Carbon dioxide is heavier than air.
Carbon dioxide is heavier than air and will accumulate in low spaces. Do not enter closed storage areas that have stored Dry ice before airing out completely. Dry ice blast cleaning contractors must always keep in mind the risk of elevated carbon dioxide in the blast cleaning area – both for their safety and the safety of others in the area.
Always provide adequate ventilation.
Always provide additional ventilation for indoor projects and monitor yourself and others for shortness of breath and dizziness. A carbon dioxide monitor may be helpful.
Dry Ice temperature is frigid at -109F or -78°C. Always handle Dry Ice with care and wear protective gloves whenever handling it. It is harmless when touched briefly, but prolonged contact with the skin will freeze cells and cause injury similar to a burn. It may be best to wear a protective face covering for some work and, in confined spaces, wear a breathing apparatus supplying oxygen.
Store Dry Ice in an insulated container. The thicker the insulation, the slower it will sublimate. Do not store Dry Ice in a completely airtight container. The sublimation of Dry Ice to Carbon Dioxide gas will cause any airtight container to expand or possibly explode. Keep proper air ventilation wherever Dry Ice is stored. Do not store Dry Ice in unventilated areas. The sublimated Carbon Dioxide gas will sink to low areas and replace oxygenated air. Suffocation could occur with too high a concentration. There are Commercial Storage Containers available for better storage.
PICK-UP TIME AND TRANSPORTING
Plan to pick up the Dry Ice as close to the time needed or have it delivered to your location on the day of blast cleaning. It sublimates at a rate of around 10% every 24 hours, depending upon the quality of insulation. If transported on a flatbed truck, make sure to protect it from rain, or you may look like a special effects vehicle with smoke-like fog pouring out behind you. One truck was stopped by the police when this happened.
Treat Dry Ice burns the same as heat burns. See a doctor if the skin blisters or comes off. Otherwise, if only red, it will heal simultaneously as a burn. Apply antibiotic ointment to prevent infection and bandage only if the damaged skin area needs to be protected.
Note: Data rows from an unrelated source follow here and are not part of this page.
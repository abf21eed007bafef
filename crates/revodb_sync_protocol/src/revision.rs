//! Revision identity, generation parsing, and history encoding.

use crate::error::{ProtocolError, ProtocolResult};
use serde_json::{json, Map, Value};

/// Returns true if `id` may be used as a document ID.
///
/// IDs starting with an underscore are reserved, except for design and local
/// documents.
pub fn is_valid_document_id(id: &str) -> bool {
    if id.is_empty() {
        return false;
    }
    if id.starts_with('_') {
        return id.starts_with("_design/") || id.starts_with("_local/");
    }
    true
}

/// Parses the generation number out of a revision ID (`"3-deadbeef"` → 3).
///
/// Returns 0 for malformed IDs.
pub fn generation(rev_id: &str) -> u64 {
    match rev_id.split_once('-') {
        Some((gen, suffix)) if !suffix.is_empty() => gen.parse().unwrap_or(0),
        _ => 0,
    }
}

/// The digest portion of a revision ID (`"3-deadbeef"` → `"deadbeef"`).
fn digest_suffix(rev_id: &str) -> &str {
    rev_id.split_once('-').map(|(_, s)| s).unwrap_or(rev_id)
}

/// Parses a document's `_revisions` ancestry into full revision IDs,
/// newest first. Returns an empty list when the property is absent or
/// malformed.
pub fn parse_revision_history(properties: &Map<String, Value>) -> Vec<String> {
    let Some(revisions) = properties.get("_revisions").and_then(Value::as_object) else {
        return Vec::new();
    };
    let Some(start) = revisions.get("start").and_then(Value::as_u64) else {
        return Vec::new();
    };
    let Some(ids) = revisions.get("ids").and_then(Value::as_array) else {
        return Vec::new();
    };
    if (ids.len() as u64) > start {
        return Vec::new();
    }
    ids.iter()
        .enumerate()
        .filter_map(|(i, id)| {
            let digest = id.as_str()?;
            Some(format!("{}-{}", start - i as u64, digest))
        })
        .collect()
}

/// Encodes a newest-first list of revision IDs as a `_revisions` value.
pub fn encode_revision_history(history: &[String]) -> Value {
    let start = history.first().map(|rev| generation(rev)).unwrap_or(0);
    let ids: Vec<&str> = history.iter().map(|rev| digest_suffix(rev)).collect();
    json!({ "start": start, "ids": ids })
}

/// A document revision moving through replication.
///
/// Identified by (document ID, revision ID); carries a deleted flag and,
/// once fetched or loaded, the full properties map.
#[derive(Debug, Clone, PartialEq)]
pub struct Revision {
    /// Document ID.
    pub doc_id: String,
    /// Revision ID (`<generation>-<digest>`).
    pub rev_id: String,
    /// Whether this revision is a deletion.
    pub deleted: bool,
    /// Full body, if loaded.
    pub properties: Option<Map<String, Value>>,
}

impl Revision {
    /// Creates a bodiless revision stub.
    pub fn new(doc_id: impl Into<String>, rev_id: impl Into<String>, deleted: bool) -> Self {
        Self {
            doc_id: doc_id.into(),
            rev_id: rev_id.into(),
            deleted,
            properties: None,
        }
    }

    /// Builds a revision from a full properties map, reading `_id`, `_rev`,
    /// and `_deleted`.
    pub fn from_properties(properties: Map<String, Value>) -> ProtocolResult<Self> {
        let doc_id = properties
            .get("_id")
            .and_then(Value::as_str)
            .ok_or_else(|| ProtocolError::invalid_structure("document is missing _id"))?
            .to_string();
        let rev_id = properties
            .get("_rev")
            .and_then(Value::as_str)
            .ok_or_else(|| ProtocolError::invalid_structure("document is missing _rev"))?
            .to_string();
        let deleted = properties
            .get("_deleted")
            .and_then(Value::as_bool)
            .unwrap_or(false);
        Ok(Self {
            doc_id,
            rev_id,
            deleted,
            properties: Some(properties),
        })
    }

    /// The revision's generation number.
    pub fn generation(&self) -> u64 {
        generation(&self.rev_id)
    }

    /// The `_attachments` map, if the body carries one.
    pub fn attachments(&self) -> Option<&Map<String, Value>> {
        self.properties
            .as_ref()?
            .get("_attachments")
            .and_then(Value::as_object)
    }

    /// Revision ancestry parsed from the body's `_revisions`, newest first.
    pub fn history(&self) -> Vec<String> {
        self.properties
            .as_ref()
            .map(parse_revision_history)
            .unwrap_or_default()
    }
}

#[cfg(test)]
mod tests {
    use super::*;

    #[test]
    fn document_id_validation() {
        assert!(is_valid_document_id("doc1"));
        assert!(is_valid_document_id("_design/views"));
        assert!(is_valid_document_id("_local/checkpoint"));
        assert!(!is_valid_document_id(""));
        assert!(!is_valid_document_id("_hidden"));
        assert!(!is_valid_document_id("_replicator"));
    }

    #[test]
    fn generation_parsing() {
        assert_eq!(generation("1-abc"), 1);
        assert_eq!(generation("42-deadbeef"), 42);
        assert_eq!(generation("nonsense"), 0);
        assert_eq!(generation("x-abc"), 0);
        assert_eq!(generation("7-"), 0);
    }

    #[test]
    fn history_round_trip() {
        let history = vec!["3-ccc".to_string(), "2-bbb".to_string(), "1-aaa".to_string()];
        let encoded = encode_revision_history(&history);

        let mut properties = Map::new();
        properties.insert("_revisions".into(), encoded);
        assert_eq!(parse_revision_history(&properties), history);
    }

    #[test]
    fn history_absent_or_malformed() {
        let empty = Map::new();
        assert!(parse_revision_history(&empty).is_empty());

        let mut bad = Map::new();
        bad.insert("_revisions".into(), json!({"start": 1, "ids": ["a", "b"]}));
        assert!(parse_revision_history(&bad).is_empty());
    }

    #[test]
    fn revision_from_properties() {
        let mut properties = Map::new();
        properties.insert("_id".into(), json!("doc1"));
        properties.insert("_rev".into(), json!("2-def"));
        properties.insert("value".into(), json!(7));

        let rev = Revision::from_properties(properties).unwrap();
        assert_eq!(rev.doc_id, "doc1");
        assert_eq!(rev.rev_id, "2-def");
        assert!(!rev.deleted);
        assert_eq!(rev.generation(), 2);
    }

    #[test]
    fn revision_missing_id_rejected() {
        let mut properties = Map::new();
        properties.insert("_rev".into(), json!("1-a"));
        assert!(Revision::from_properties(properties).is_err());
    }

    proptest::proptest! {
        #[test]
        fn history_encoding_round_trips(
            digests in proptest::collection::vec("[0-9a-f]{8,32}", 1..8),
            extra_generations in 0u64..10,
        ) {
            let start = digests.len() as u64 + extra_generations;
            let history: Vec<String> = digests
                .iter()
                .enumerate()
                .map(|(i, digest)| format!("{}-{}", start - i as u64, digest))
                .collect();

            let mut properties = Map::new();
            properties.insert("_revisions".into(), encode_revision_history(&history));
            proptest::prop_assert_eq!(parse_revision_history(&properties), history);
        }
    }
}
#[cfg(test)]
mod tests {
    use super::*;
    use crate::storage::MemoryStorage;
    use serde_json::json;

    fn sample_body() -> (String, Vec<u8>) {
        let boundary = "BOUND";
        let body = format!(
            "--{boundary}\r\nContent-Type: application/json\r\n\r\n{{\"a\":1}}\r\n--{boundary}\r\nContent-Disposition: attachment; filename=\"file.txt\"\r\n\r\nhello\r\n--{boundary}--\r\n"
        );
        (
            format!("multipart/related; boundary=\"{boundary}\""),
            body.into_bytes(),
        )
    }

    #[test]
    fn reader_parses_parts() {
        let (content_type, body) = sample_body();
        let mut reader = MultipartReader::new(&content_type).unwrap();
        let events = reader.append_data(&body).unwrap();

        let mut parts: Vec<Vec<u8>> = Vec::new();
        let mut headers_seen = Vec::new();
        for event in events {
            match event {
                MultipartEvent::PartBegan(headers) => {
                    headers_seen.push(headers);
                    parts.push(Vec::new());
                }
                MultipartEvent::PartData(data) => {
                    parts.last_mut().unwrap().extend_from_slice(&data)
                }
                MultipartEvent::PartEnded => {}
            }
        }

        assert!(reader.finished());
        assert_eq!(parts.len(), 2);
        assert_eq!(parts[0], br#"{"a":1}"#);
        assert_eq!(parts[1], b"hello");
        assert_eq!(
            headers_seen[0].get("Content-Type").map(String::as_str),
            Some("application/json")
        );
        assert_eq!(
            headers_seen[1].get("Content-Disposition").map(String::as_str),
            Some("attachment; filename=\"file.txt\"")
        );
    }

    #[test]
    fn reader_handles_byte_by_byte_input() {
        let (content_type, body) = sample_body();
        let mut reader = MultipartReader::new(&content_type).unwrap();

        let mut parts: Vec<Vec<u8>> = Vec::new();
        for byte in body {
            for event in reader.append_data(&[byte]).unwrap() {
                match event {
                    MultipartEvent::PartBegan(_) => parts.push(Vec::new()),
                    MultipartEvent::PartData(data) => {
                        parts.last_mut().unwrap().extend_from_slice(&data)
                    }
                    MultipartEvent::PartEnded => {}
                }
            }
        }

        assert!(reader.finished());
        assert_eq!(parts.len(), 2);
        assert_eq!(parts[0], br#"{"a":1}"#);
        assert_eq!(parts[1], b"hello");
    }

    #[test]
    fn reader_skips_prologue() {
        let boundary = "B";
        let content_type = format!("multipart/related; boundary={boundary}");
        let body =
            format!("this is a preamble\r\n--{boundary}\r\n\r\npayload\r\n--{boundary}--\r\n");
        let mut reader = MultipartReader::new(&content_type).unwrap();

        let events = reader.append_data(body.as_bytes()).unwrap();
        let data: Vec<u8> = events
            .iter()
            .filter_map(|e| match e {
                MultipartEvent::PartData(d) => Some(d.clone()),
                _ => None,
            })
            .flatten()
            .collect();
        assert_eq!(data, b"payload");
        assert!(reader.finished());
    }

    #[test]
    fn data_after_end_is_ignored() {
        let (content_type, body) = sample_body();
        let mut reader = MultipartReader::new(&content_type).unwrap();
        reader.append_data(&body).unwrap();
        let events = reader.append_data(b"trailing").unwrap();
        assert!(events.is_empty());
        assert!(reader.finished());
    }

    #[test]
    fn boundary_parsing() {
        assert!(MultipartReader::new("application/json").is_err());
        assert!(MultipartReader::new("multipart/related").is_err());
        assert!(MultipartReader::new("multipart/related; boundary=").is_err());
        assert!(MultipartReader::new("multipart/related; boundary=\"unterminated").is_err());
        assert!(MultipartReader::new("multipart/related; boundary=ok").is_ok());
        assert!(MultipartReader::new("multipart/related; boundary=\"quoted\"").is_ok());
    }

    fn document_with_attachment(data: &[u8], digest: &str) -> Value {
        json!({
            "_id": "doc1",
            "_rev": "1-abc",
            "_attachments": {
                "file.txt": {
                    "content_type": "text/plain",
                    "follows": true,
                    "digest": digest,
                    "length": data.len(),
                }
            }
        })
    }

    fn digest_of(data: &[u8]) -> String {
        let mut writer = AttachmentWriter::new();
        writer.append_data(data);
        writer.md5_digest()
    }

    #[test]
    fn writer_reader_round_trip() {
        let data = b"attachment contents here";
        let digest = digest_of(data);
        let document = document_with_attachment(data, &digest);

        let mut writer = MultipartWriter::new();
        writer.add_json_part(&document).unwrap();
        writer.add_attachment_part("file.txt", Some("text/plain"), data);
        let content_type = writer.content_type();
        let body = writer.finish();

        let storage = Arc::new(MemoryStorage::new());
        let mut reader =
            MultipartDocumentReader::new(Arc::clone(&storage) as Arc<dyn ReplicationStorage>);
        reader.set_content_type(Some(&content_type)).unwrap();
        // Feed in small chunks to exercise the streaming path.
        for chunk in body.chunks(7) {
            reader.append_data(chunk).unwrap();
        }
        let properties = reader.finish().unwrap();

        assert_eq!(properties["_id"], json!("doc1"));
        assert_eq!(
            properties["_attachments"]["file.txt"]["digest"],
            json!(digest)
        );
        // The blob was handed to storage keyed by its MD5 digest.
        assert_eq!(storage.remembered_digests(), vec![digest.clone()]);
        assert_eq!(storage.blob(&digest).as_deref(), Some(data.as_slice()));
    }

    #[test]
    fn digest_mismatch_is_rejected() {
        let data = b"actual bytes";
        let wrong_digest = digest_of(b"different bytes");
        let document = document_with_attachment(data, &wrong_digest);

        let mut writer = MultipartWriter::new();
        writer.add_json_part(&document).unwrap();
        writer.add_attachment_part("file.txt", Some("text/plain"), data);
        let content_type = writer.content_type();
        let body = writer.finish();

        let storage = Arc::new(MemoryStorage::new()) as Arc<dyn ReplicationStorage>;
        let mut reader = MultipartDocumentReader::new(storage);
        reader.set_content_type(Some(&content_type)).unwrap();
        reader.append_data(&body).unwrap();
        assert!(matches!(
            reader.finish(),
            Err(ReplicationError::Multipart(_))
        ));
    }

    #[test]
    fn length_mismatch_is_rejected() {
        let data = b"12345678";
        let digest = digest_of(data);
        let document = json!({
            "_id": "doc1",
            "_rev": "1-abc",
            "_attachments": {
                "file.txt": {"follows": true, "digest": digest, "length": 4}
            }
        });

        let mut writer = MultipartWriter::new();
        writer.add_json_part(&document).unwrap();
        writer.add_attachment_part("file.txt", None, data);
        let content_type = writer.content_type();
        let body = writer.finish();

        let storage = Arc::new(MemoryStorage::new()) as Arc<dyn ReplicationStorage>;
        let mut reader = MultipartDocumentReader::new(storage);
        reader.set_content_type(Some(&content_type)).unwrap();
        reader.append_data(&body).unwrap();
        assert!(matches!(
            reader.finish(),
            Err(ReplicationError::Multipart(_))
        ));
    }

    #[test]
    fn extra_mime_part_is_rejected() {
        let data = b"one";
        let digest = digest_of(data);
        let document = document_with_attachment(data, &digest);

        let mut writer = MultipartWriter::new();
        writer.add_json_part(&document).unwrap();
        writer.add_attachment_part("file.txt", None, data);
        writer.add_attachment_part("surprise.bin", None, b"unaccounted for");
        let content_type = writer.content_type();
        let body = writer.finish();

        let storage = Arc::new(MemoryStorage::new()) as Arc<dyn ReplicationStorage>;
        let mut reader = MultipartDocumentReader::new(storage);
        reader.set_content_type(Some(&content_type)).unwrap();
        reader.append_data(&body).unwrap();
        assert!(matches!(
            reader.finish(),
            Err(ReplicationError::Multipart(_))
        ));
    }

    #[test]
    fn sole_attachment_without_metadata_is_assumed_to_match() {
        let data = b"unlabeled";
        let document = json!({
            "_id": "doc1",
            "_rev": "1-abc",
            "_attachments": {
                "file.txt": {"follows": true, "length": data.len()}
            }
        });

        // No filename on the part and no declared digest.
        let boundary = "B";
        let body = format!(
            "--{boundary}\r\nContent-Type: application/json\r\n\r\n{document}\r\n--{boundary}\r\n\r\n{}\r\n--{boundary}--\r\n",
            String::from_utf8_lossy(data),
        );

        let storage = Arc::new(MemoryStorage::new());
        let mut reader =
            MultipartDocumentReader::new(Arc::clone(&storage) as Arc<dyn ReplicationStorage>);
        reader
            .set_content_type(Some(&format!("multipart/related; boundary={boundary}")))
            .unwrap();
        reader.append_data(body.as_bytes()).unwrap();
        let properties = reader.finish().unwrap();

        assert_eq!(
            properties["_attachments"]["file.txt"]["digest"],
            json!(digest_of(data))
        );
    }

    #[test]
    fn incomplete_body_is_rejected() {
        let (content_type, body) = sample_body();
        let storage = Arc::new(MemoryStorage::new()) as Arc<dyn ReplicationStorage>;
        let mut reader = MultipartDocumentReader::new(storage);
        reader.set_content_type(Some(&content_type)).unwrap();
        reader.append_data(&body[..body.len() / 2]).unwrap();
        assert!(matches!(
            reader.finish(),
            Err(ReplicationError::Multipart(_))
        ));
    }

    #[test]
    fn plain_json_path() {
        let storage = Arc::new(MemoryStorage::new()) as Arc<dyn ReplicationStorage>;
        let mut reader = MultipartDocumentReader::new(storage);
        reader.set_content_type(Some("application/json")).unwrap();
        reader.append_data(br#"{"_id":"doc1","_rev":"1-a","n":5}"#).unwrap();
        let properties = reader.finish().unwrap();
        assert_eq!(properties["n"], json!(5));
    }

    #[test]
    fn unsupported_content_type_fails_fast() {
        let storage = Arc::new(MemoryStorage::new()) as Arc<dyn ReplicationStorage>;
        let mut reader = MultipartDocumentReader::new(storage);
        assert!(matches!(
            reader.set_content_type(Some("application/octet-stream")),
            Err(ReplicationError::Configuration(_))
        ));
    }

    #[test]
    fn inline_attachment_is_accepted(){
        let storage = Arc::new(MemoryStorage::new()) as Arc<dyn ReplicationStorage>;
        let mut reader = MultipartDocumentReader::new(storage);
        let document = json!({
            "_id": "doc1",
            "_rev": "1-a",
            "_attachments": {"inline.txt": {"data": "aGVsbG8=", "length": 5}}
        });
        let boundary = "B";
        let body = format!(
            "--{boundary}\r\nContent-Type: application/json\r\n\r\n{document}\r\n--{boundary}--\r\n"
        );
        reader
            .set_content_type(Some(&format!("multipart/related; boundary={boundary}")))
            .unwrap();
        reader.append_data(body.as_bytes()).unwrap();
        let properties = reader.finish().unwrap();
        assert_eq!(properties["_attachments"]["inline.txt"]["data"], json!("aGVsbG8="));
    }

    #[test]
    fn attachment_filename_parsing() {
        assert_eq!(
            attachment_filename("attachment; filename=\"a.txt\"").as_deref(),
            Some("a.txt")
        );
        assert_eq!(
            attachment_filename("attachment; filename=a.txt").as_deref(),
            Some("a.txt")
        );
        assert_eq!(attachment_filename("inline; filename=a.txt"), None);
        assert_eq!(attachment_filename("attachment; filename="), None);
    }
}
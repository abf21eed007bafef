//! Error types for the replication engine.

use thiserror::Error;

/// Result type for replication operations.
pub type ReplicationResult<T> = Result<T, ReplicationError>;

/// Result type for storage collaborator operations.
pub type StorageResult<T> = Result<T, StorageError>;

/// Errors that can occur during replication.
#[derive(Error, Debug)]
pub enum ReplicationError {
    /// Network or transport error.
    #[error("transport error: {message}")]
    Transport {
        /// Error message.
        message: String,
        /// Whether the operation can be retried.
        retryable: bool,
    },

    /// The remote returned a non-success HTTP status.
    #[error("HTTP status {status} from {url}")]
    HttpStatus {
        /// Response status code.
        status: u16,
        /// Request URL, credentials stripped.
        url: String,
    },

    /// Malformed payload from the remote (bad JSON, missing fields).
    #[error("protocol error: {0}")]
    Protocol(String),

    /// Attachment integrity violation: digest or length mismatch, or a
    /// MIME body that cannot be accounted for.
    #[error("multipart error: {0}")]
    Multipart(String),

    /// Local storage failure.
    #[error("storage error: {0}")]
    Storage(#[from] StorageError),

    /// Invalid configuration; fails fast.
    #[error("configuration error: {0}")]
    Configuration(String),

    /// The session was stopped while the operation was in flight.
    #[error("replication cancelled")]
    Cancelled,
}

impl ReplicationError {
    /// Creates a retryable transport error.
    pub fn transport_retryable(message: impl Into<String>) -> Self {
        Self::Transport {
            message: message.into(),
            retryable: true,
        }
    }

    /// Creates a non-retryable transport error.
    pub fn transport_fatal(message: impl Into<String>) -> Self {
        Self::Transport {
            message: message.into(),
            retryable: false,
        }
    }

    /// Returns true if retrying the operation may succeed.
    pub fn is_transient(&self) -> bool {
        match self {
            ReplicationError::Transport { retryable, .. } => *retryable,
            ReplicationError::HttpStatus { status, .. } => is_transient_status(*status),
            _ => false,
        }
    }
}

impl From<serde_json::Error> for ReplicationError {
    fn from(err: serde_json::Error) -> Self {
        ReplicationError::Protocol(err.to_string())
    }
}

impl From<revodb_sync_protocol::ProtocolError> for ReplicationError {
    fn from(err: revodb_sync_protocol::ProtocolError) -> Self {
        ReplicationError::Protocol(err.to_string())
    }
}

/// Returns true for HTTP statuses worth retrying.
pub fn is_transient_status(status: u16) -> bool {
    matches!(status, 500 | 502 | 503 | 504)
}

/// Errors reported by the local storage collaborator.
#[derive(Error, Debug)]
pub enum StorageError {
    /// The revision was rejected by a validation function. The replicator
    /// treats this as an expected outcome, not a failure.
    #[error("revision rejected by validation")]
    Forbidden,

    /// The requested document or revision does not exist locally.
    #[error("not found")]
    NotFound,

    /// Any other storage failure.
    #[error("storage failure: {0}")]
    Internal(String),
}

impl StorageError {
    /// Creates an internal storage error.
    pub fn internal(message: impl Into<String>) -> Self {
        Self::Internal(message.into())
    }
}

#[cfg(test)]
mod tests {
    use super::*;

    #[test]
    fn transient_errors() {
        assert!(ReplicationError::transport_retryable("connection reset").is_transient());
        assert!(!ReplicationError::transport_fatal("bad certificate").is_transient());
        assert!(ReplicationError::HttpStatus {
            status: 503,
            url: "http://example.com/db".into()
        }
        .is_transient());
        assert!(!ReplicationError::HttpStatus {
            status: 404,
            url: "http://example.com/db".into()
        }
        .is_transient());
        assert!(!ReplicationError::Cancelled.is_transient());
    }

    #[test]
    fn transient_status_codes() {
        for status in [500, 502, 503, 504] {
            assert!(is_transient_status(status));
        }
        for status in [200, 304, 400, 401, 403, 404, 409, 412] {
            assert!(!is_transient_status(status));
        }
    }

    #[test]
    fn storage_error_display() {
        assert_eq!(
            StorageError::Forbidden.to_string(),
            "revision rejected by validation"
        );
    }
}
TILED FLOORS OR COUNTERTOPS
Do not leave Dry Ice on the tiled countertop or floors as the extreme cold could crack it.
Here are two Material Safety Data Sheet available online: Airgas https://www.airgas.com/msds/001091.pdf
Unwrap and leave it at room temperature in a well-ventilated area. It will sublimate from a solid into a gas.
DO NOT leave Dry Ice unattended where children or others could take it. You may be liable for injuries.